(Stored data entries)
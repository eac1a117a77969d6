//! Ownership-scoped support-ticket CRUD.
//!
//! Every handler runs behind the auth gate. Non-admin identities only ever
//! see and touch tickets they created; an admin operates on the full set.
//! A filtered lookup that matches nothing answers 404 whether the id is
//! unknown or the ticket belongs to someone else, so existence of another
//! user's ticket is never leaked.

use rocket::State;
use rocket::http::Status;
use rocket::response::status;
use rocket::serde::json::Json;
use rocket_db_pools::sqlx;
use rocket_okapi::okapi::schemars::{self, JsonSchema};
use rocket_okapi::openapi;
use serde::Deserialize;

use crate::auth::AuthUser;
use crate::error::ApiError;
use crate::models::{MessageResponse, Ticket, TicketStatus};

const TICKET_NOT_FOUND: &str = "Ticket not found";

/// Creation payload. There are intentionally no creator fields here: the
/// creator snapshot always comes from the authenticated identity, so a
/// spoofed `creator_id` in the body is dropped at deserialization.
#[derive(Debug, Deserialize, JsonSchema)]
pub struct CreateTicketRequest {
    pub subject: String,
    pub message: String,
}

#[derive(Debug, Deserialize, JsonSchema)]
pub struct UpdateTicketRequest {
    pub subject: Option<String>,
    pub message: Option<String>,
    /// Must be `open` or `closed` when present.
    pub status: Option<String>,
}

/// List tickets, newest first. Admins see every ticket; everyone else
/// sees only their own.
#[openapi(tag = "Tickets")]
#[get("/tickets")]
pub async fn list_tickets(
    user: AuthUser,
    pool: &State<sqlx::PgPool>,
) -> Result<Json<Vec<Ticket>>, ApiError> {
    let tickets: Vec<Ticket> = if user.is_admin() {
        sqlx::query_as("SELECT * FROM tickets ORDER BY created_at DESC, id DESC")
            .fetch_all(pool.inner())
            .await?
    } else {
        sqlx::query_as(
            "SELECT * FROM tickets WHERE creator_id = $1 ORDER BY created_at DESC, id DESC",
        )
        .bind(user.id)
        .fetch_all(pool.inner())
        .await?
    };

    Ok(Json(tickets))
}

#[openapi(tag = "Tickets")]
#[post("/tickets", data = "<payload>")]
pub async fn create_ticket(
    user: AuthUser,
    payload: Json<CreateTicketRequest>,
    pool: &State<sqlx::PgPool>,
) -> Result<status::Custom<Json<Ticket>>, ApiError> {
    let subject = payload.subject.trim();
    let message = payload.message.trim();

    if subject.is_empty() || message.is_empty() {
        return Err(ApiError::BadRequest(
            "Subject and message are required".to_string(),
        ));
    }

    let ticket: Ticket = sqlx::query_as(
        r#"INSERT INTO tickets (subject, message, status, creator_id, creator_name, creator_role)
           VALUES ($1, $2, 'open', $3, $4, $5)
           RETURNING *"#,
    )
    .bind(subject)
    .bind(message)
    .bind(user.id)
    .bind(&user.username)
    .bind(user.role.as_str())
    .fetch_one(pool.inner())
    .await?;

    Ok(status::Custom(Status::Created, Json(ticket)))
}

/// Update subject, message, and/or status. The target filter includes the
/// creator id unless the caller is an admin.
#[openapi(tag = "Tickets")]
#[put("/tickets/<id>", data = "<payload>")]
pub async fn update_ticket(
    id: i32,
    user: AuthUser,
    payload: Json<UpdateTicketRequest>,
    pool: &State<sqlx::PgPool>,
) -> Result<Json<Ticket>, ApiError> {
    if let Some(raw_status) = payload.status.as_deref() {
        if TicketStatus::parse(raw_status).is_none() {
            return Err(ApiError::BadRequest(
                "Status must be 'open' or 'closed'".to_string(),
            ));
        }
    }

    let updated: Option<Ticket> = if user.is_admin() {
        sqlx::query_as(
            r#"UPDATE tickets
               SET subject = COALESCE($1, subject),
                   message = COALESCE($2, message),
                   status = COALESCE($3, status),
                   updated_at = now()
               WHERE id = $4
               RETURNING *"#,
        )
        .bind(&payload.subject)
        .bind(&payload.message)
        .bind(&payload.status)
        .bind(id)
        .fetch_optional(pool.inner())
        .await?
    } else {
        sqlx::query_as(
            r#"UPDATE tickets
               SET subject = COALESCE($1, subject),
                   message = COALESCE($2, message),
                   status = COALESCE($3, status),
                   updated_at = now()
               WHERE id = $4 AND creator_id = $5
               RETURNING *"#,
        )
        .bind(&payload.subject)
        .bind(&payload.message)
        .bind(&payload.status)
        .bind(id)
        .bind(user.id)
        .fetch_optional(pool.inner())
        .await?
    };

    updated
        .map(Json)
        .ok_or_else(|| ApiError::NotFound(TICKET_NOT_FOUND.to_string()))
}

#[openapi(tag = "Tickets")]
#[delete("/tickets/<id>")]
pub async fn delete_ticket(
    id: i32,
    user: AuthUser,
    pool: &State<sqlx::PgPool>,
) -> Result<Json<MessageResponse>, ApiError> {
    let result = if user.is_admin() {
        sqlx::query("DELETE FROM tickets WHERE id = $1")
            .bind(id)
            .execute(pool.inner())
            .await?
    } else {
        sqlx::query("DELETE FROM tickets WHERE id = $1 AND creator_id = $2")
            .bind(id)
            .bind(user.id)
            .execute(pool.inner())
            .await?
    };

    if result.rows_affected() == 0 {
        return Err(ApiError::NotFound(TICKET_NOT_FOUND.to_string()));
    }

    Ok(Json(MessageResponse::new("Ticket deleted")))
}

==

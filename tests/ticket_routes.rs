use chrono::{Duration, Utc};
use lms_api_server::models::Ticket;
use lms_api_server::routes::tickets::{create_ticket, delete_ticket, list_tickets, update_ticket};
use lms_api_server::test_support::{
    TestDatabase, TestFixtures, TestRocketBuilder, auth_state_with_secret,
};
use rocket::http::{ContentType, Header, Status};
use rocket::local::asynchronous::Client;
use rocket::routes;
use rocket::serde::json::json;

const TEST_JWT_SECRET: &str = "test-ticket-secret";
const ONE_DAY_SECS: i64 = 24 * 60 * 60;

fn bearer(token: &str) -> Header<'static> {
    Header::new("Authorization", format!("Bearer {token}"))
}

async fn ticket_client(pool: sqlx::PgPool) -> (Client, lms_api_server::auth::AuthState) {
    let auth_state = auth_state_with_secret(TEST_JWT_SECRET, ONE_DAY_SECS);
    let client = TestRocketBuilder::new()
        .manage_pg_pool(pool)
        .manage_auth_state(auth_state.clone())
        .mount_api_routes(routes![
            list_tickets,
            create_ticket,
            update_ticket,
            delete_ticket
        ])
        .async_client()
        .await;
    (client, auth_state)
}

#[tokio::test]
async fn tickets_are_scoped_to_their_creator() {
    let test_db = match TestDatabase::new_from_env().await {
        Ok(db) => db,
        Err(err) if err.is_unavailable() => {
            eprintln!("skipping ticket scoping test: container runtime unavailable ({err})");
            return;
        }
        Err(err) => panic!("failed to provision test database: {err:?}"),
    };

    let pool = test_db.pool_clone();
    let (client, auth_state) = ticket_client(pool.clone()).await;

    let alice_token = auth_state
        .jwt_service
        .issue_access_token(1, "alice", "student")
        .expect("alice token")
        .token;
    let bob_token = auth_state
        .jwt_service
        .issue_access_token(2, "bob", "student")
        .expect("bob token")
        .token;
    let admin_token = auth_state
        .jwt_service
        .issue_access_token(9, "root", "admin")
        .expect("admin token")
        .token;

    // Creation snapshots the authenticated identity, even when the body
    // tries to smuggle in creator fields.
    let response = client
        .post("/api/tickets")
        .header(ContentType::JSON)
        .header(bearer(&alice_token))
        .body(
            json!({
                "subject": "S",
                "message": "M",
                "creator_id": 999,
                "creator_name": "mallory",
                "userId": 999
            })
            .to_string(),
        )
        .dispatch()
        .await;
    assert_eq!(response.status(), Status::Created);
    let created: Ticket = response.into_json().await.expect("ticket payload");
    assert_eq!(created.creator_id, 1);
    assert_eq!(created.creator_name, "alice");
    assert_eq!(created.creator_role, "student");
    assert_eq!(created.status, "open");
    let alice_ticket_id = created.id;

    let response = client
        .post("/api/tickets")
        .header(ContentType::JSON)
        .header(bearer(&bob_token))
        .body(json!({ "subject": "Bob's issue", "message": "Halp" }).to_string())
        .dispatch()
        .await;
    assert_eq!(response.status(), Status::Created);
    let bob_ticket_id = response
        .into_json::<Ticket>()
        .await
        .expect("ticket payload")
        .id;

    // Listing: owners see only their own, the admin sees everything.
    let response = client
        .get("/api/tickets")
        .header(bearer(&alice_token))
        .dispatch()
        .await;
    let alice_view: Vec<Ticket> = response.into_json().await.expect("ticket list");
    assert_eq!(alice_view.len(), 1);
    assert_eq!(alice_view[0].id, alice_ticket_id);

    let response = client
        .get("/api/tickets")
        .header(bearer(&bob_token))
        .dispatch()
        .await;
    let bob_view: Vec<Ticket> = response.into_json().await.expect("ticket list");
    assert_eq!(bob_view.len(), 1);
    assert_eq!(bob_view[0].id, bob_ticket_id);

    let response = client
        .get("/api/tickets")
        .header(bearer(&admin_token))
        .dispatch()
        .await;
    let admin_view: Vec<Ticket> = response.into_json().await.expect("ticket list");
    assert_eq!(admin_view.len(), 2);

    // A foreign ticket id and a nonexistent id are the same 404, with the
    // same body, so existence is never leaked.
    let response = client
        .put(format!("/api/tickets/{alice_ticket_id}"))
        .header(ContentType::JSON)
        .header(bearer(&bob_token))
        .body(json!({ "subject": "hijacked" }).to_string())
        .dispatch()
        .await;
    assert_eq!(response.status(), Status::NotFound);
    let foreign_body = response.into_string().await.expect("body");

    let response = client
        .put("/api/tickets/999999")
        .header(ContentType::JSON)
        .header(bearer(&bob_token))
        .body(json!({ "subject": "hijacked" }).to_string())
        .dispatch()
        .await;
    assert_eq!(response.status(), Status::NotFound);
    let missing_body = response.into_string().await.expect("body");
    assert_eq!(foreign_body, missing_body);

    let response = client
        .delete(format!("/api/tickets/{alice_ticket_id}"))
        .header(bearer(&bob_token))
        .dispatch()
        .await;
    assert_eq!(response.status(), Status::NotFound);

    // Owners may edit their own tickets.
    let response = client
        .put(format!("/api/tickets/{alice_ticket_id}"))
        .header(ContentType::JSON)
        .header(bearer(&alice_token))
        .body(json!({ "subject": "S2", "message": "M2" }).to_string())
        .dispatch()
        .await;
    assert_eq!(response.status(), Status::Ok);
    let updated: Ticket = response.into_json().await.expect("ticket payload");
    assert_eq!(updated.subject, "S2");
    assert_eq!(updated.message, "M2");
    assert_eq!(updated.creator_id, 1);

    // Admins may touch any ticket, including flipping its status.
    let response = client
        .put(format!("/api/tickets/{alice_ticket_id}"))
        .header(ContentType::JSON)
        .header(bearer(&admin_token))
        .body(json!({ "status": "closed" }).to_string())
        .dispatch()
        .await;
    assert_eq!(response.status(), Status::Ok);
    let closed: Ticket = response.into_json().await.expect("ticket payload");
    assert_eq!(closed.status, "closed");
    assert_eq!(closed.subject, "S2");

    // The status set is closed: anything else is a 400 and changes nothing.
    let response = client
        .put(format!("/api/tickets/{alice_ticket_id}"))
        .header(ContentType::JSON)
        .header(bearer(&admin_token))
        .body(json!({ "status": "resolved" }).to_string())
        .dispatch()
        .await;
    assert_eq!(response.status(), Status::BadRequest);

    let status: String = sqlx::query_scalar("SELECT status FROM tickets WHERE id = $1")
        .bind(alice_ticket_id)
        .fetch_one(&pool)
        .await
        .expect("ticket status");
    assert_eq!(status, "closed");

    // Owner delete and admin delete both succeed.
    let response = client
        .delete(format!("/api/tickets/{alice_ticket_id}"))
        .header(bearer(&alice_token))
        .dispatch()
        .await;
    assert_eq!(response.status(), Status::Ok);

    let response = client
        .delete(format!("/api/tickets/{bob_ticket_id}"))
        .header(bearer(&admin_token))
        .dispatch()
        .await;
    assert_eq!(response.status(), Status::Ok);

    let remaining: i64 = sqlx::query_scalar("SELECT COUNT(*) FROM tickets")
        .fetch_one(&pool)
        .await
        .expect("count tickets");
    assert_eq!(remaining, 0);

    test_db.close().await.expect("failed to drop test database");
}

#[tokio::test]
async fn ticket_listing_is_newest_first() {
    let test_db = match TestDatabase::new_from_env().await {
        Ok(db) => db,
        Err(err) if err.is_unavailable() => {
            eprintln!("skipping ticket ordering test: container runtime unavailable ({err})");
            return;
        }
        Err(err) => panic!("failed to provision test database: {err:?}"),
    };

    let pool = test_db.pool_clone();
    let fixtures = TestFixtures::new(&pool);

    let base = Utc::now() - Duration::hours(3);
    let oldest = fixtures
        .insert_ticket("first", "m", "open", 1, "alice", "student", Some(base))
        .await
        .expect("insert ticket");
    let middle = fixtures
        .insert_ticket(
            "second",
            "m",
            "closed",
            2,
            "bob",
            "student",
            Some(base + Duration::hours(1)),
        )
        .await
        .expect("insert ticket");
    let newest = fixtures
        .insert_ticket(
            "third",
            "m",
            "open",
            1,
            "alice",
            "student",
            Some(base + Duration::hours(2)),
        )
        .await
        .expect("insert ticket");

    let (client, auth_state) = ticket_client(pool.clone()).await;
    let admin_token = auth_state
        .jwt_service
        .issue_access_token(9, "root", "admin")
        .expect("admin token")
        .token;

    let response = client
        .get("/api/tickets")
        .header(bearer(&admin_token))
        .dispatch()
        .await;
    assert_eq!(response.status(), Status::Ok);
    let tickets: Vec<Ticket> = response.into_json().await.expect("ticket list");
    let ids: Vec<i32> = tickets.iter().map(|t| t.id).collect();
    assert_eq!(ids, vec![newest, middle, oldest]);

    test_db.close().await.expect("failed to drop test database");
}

» Problem description: Retype the records above, but only those lines that fall between the line containing "async fn tickets_are_scoped_to_their_creator()" and the line containing "let bob_ticket_id = response", with both of those lines included, exactly as written.

» Answer to this task:
async fn tickets_are_scoped_to_their_creator() {
    let test_db = match TestDatabase::new_from_env().await {
        Ok(db) => db,
        Err(err) if err.is_unavailable() => {
            eprintln!("skipping ticket scoping test: container runtime unavailable ({err})");
            return;
        }
        Err(err) => panic!("failed to provision test database: {err:?}"),
    };

    let pool = test_db.pool_clone();
    let (client, auth_state) = ticket_client(pool.clone()).await;

    let alice_token = auth_state
        .jwt_service
        .issue_access_token(1, "alice", "student")
        .expect("alice token")
        .token;
    let bob_token = auth_state
        .jwt_service
        .issue_access_token(2, "bob", "student")
        .expect("bob token")
        .token;
    let admin_token = auth_state
        .jwt_service
        .issue_access_token(9, "root", "admin")
        .expect("admin token")
        .token;

    // Creation snapshots the authenticated identity, even when the body
    // tries to smuggle in creator fields.
    let response = client
        .post("/api/tickets")
        .header(ContentType::JSON)
        .header(bearer(&alice_token))
        .body(
            json!({
                "subject": "S",
                "message": "M",
                "creator_id": 999,
                "creator_name": "mallory",
                "userId": 999
            })
            .to_string(),
        )
        .dispatch()
        .await;
    assert_eq!(response.status(), Status::Created);
    let created: Ticket = response.into_json().await.expect("ticket payload");
    assert_eq!(created.creator_id, 1);
    assert_eq!(created.creator_name, "alice");
    assert_eq!(created.creator_role, "student");
    assert_eq!(created.status, "open");
    let alice_ticket_id = created.id;

    let response = client
        .post("/api/tickets")
        .header(ContentType::JSON)
        .header(bearer(&bob_token))
        .body(json!({ "subject": "Bob's issue", "message": "Halp" }).to_string())
        .dispatch()
        .await;
    assert_eq!(response.status(), Status::Created);
    let bob_ticket_id = response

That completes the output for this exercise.